*The task:* Scan the records for lines with the string "enum". Say how many there are, and add nothing.

*Supplied records:*

____________________

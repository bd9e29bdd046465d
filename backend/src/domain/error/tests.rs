//! Tests for domain error construction and serialisation.

use super::*;
use rstest::{fixture, rstest};
use serde_json::{Value, json};

const TRACE_ID: &str = "00000000-0000-0000-0000-000000000000";

#[fixture]
fn base_error() -> Error {
    Error::invalid_request("bad")
}

#[rstest]
fn invalid_request_constructor_sets_code(base_error: Error) {
    assert_eq!(base_error.code(), ErrorCode::InvalidRequest);
    assert_eq!(base_error.message(), "bad");
}

#[rstest]
#[case("")]
#[case("   ")]
fn try_new_rejects_empty_messages(#[case] message: &str) {
    let result = Error::try_new(ErrorCode::NotFound, message);
    assert!(matches!(result, Err(ErrorValidationError::EmptyMessage)));
}

#[rstest]
fn try_with_trace_id_rejects_empty_values(base_error: Error) {
    let result = base_error.try_with_trace_id("   ");
    assert!(matches!(result, Err(ErrorValidationError::EmptyTraceId)));
}

#[rstest]
fn trace_id_is_none_out_of_scope() {
    assert!(Error::internal("boom").trace_id().is_none());
}

#[tokio::test]
async fn trace_id_is_captured_in_scope() {
    let trace_id: TraceId = TRACE_ID.parse().expect("valid uuid");
    let error = TraceId::scope(trace_id, async { Error::not_found("missing") }).await;
    assert_eq!(error.trace_id(), Some(TRACE_ID));
}

#[rstest]
fn serialises_message_under_error_key() {
    let value = serde_json::to_value(Error::not_found("Not found")).expect("serialise");
    assert_eq!(value, json!({ "code": "not_found", "error": "Not found" }));
}

#[rstest]
fn serialises_trace_id_in_camel_case(base_error: Error) {
    let value = serde_json::to_value(base_error.with_trace_id(TRACE_ID)).expect("serialise");
    assert_eq!(value.get("traceId").and_then(Value::as_str), Some(TRACE_ID));
}
//! Port for latest-fix storage, one record per user.

use async_trait::async_trait;

use crate::domain::{FriendGroup, LocationFix, MemberLocation, Username};

use super::define_port_error;

define_port_error! {
    /// Errors raised by location store adapters.
    pub enum LocationRepositoryError {
        /// The backing store could not be reached.
        Connection { message: String } => "location store connection failed: {message}",
        /// A read or write failed during execution.
        Query { message: String } => "location store query failed: {message}",
    }
}

/// Location store contract shared by every storage backend.
#[cfg_attr(test, mockall::automock)]
#[async_trait]
pub trait LocationRepository: Send + Sync {
    /// Replace the user's latest fix (last write wins).
    async fn save_user_location(
        &self,
        username: &Username,
        friend_group: &FriendGroup,
        location: &LocationFix,
    ) -> Result<(), LocationRepositoryError>;

    /// Every stored fix belonging to a member of `friend_group`, in no
    /// particular order.
    async fn get_user_locations_in_group(
        &self,
        friend_group: &FriendGroup,
    ) -> Result<Vec<MemberLocation>, LocationRepositoryError>;
}
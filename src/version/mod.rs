//! Upstream Linux kernel versions
//!
//! # Modules
//!
//! - [`linux`]: The [`LinuxVersion`] value type, its parser, renderer and ordering
//! - [`tags`]: Picking version tags out of a list of git tag names
//! - [`error`]: Error type for `FromStr` and deserialization

pub mod error;
pub mod linux;
pub mod tags;

pub use error::ParseVersionError;
pub use linux::{LinuxVersion, UNVERSIONED_LABEL, UNVERSIONED_MAJOR};
use thiserror::Error;

#[derive(Debug, Clone, PartialEq, Eq, Error)]
pub enum ParseVersionError {
    #[error("Invalid Linux version: '{0}'")]
    Invalid(String),
}
//! Generation API client.
//!
//! # Responsibilities
//! - Submit assembled prompts to an OpenAI-compatible chat endpoint
//! - Request a streamed, JSON-constrained completion
//! - Surface upstream failures without leaking them to callers
//!
//! # Design Decisions
//! - The response body is returned as a stream, never buffered; the
//!   handler forwards chunks as they arrive
//! - Non-2xx upstream responses are logged (truncated) and collapsed
//!   into one error variant; the caller maps them to a generic 500

use std::time::Duration;

use serde_json::{json, Value};
use thiserror::Error;

use crate::config::UpstreamConfig;
use crate::prompt::OptimizationPrompt;
use crate::upstream::stream::MeteredStream;

/// Failures talking to the generation API.
#[derive(Debug, Error)]
pub enum UpstreamError {
    #[error("failed to reach the generation API: {0}")]
    Request(#[from] reqwest::Error),

    #[error("generation API returned status {status}")]
    Status { status: reqwest::StatusCode },

    #[error("generation stream failed: {0}")]
    Stream(reqwest::Error),
}

/// HTTP client for the generation API.
pub struct GenerationClient {
    http: reqwest::Client,
    base_url: String,
    model: String,
    api_key: Option<String>,
}

impl GenerationClient {
    pub fn new(config: &UpstreamConfig) -> Result<Self, UpstreamError> {
        let http = reqwest::Client::builder()
            .connect_timeout(Duration::from_secs(config.connect_timeout_secs))
            .build()?;

        Ok(Self {
            http,
            base_url: config.base_url.trim_end_matches('/').to_string(),
            model: config.model.clone(),
            api_key: config.api_key.clone(),
        })
    }

    /// Submit the prompt and return the streaming response body.
    pub async fn stream_optimization(
        &self,
        prompt: &OptimizationPrompt,
    ) -> Result<MeteredStream, UpstreamError> {
        let mut request = self
            .http
            .post(format!("{}/chat/completions", self.base_url))
            .json(&request_body(&self.model, prompt));
        if let Some(key) = &self.api_key {
            request = request.bearer_auth(key);
        }

        let response = request.send().await?;
        let status = response.status();
        if !status.is_success() {
            let body = response.text().await.unwrap_or_default();
            tracing::error!(
                status = %status,
                body = %truncate(&body, 256),
                "generation API rejected the request"
            );
            return Err(UpstreamError::Status { status });
        }

        Ok(MeteredStream::new(response.bytes_stream()))
    }
}

fn request_body(model: &str, prompt: &OptimizationPrompt) -> Value {
    json!({
        "model": model,
        "stream": true,
        "response_format": { "type": "json_object" },
        "messages": [
            { "role": "system", "content": prompt.system },
            { "role": "user", "content": prompt.user },
        ],
    })
}

/// Byte-limited prefix that never splits a UTF-8 character.
fn truncate(text: &str, max_bytes: usize) -> &str {
    if text.len() <= max_bytes {
        return text;
    }
    let mut end = max_bytes;
    while !text.is_char_boundary(end) {
        end -= 1;
    }
    &text[..end]
}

____________________

*Response to the exercise:* 3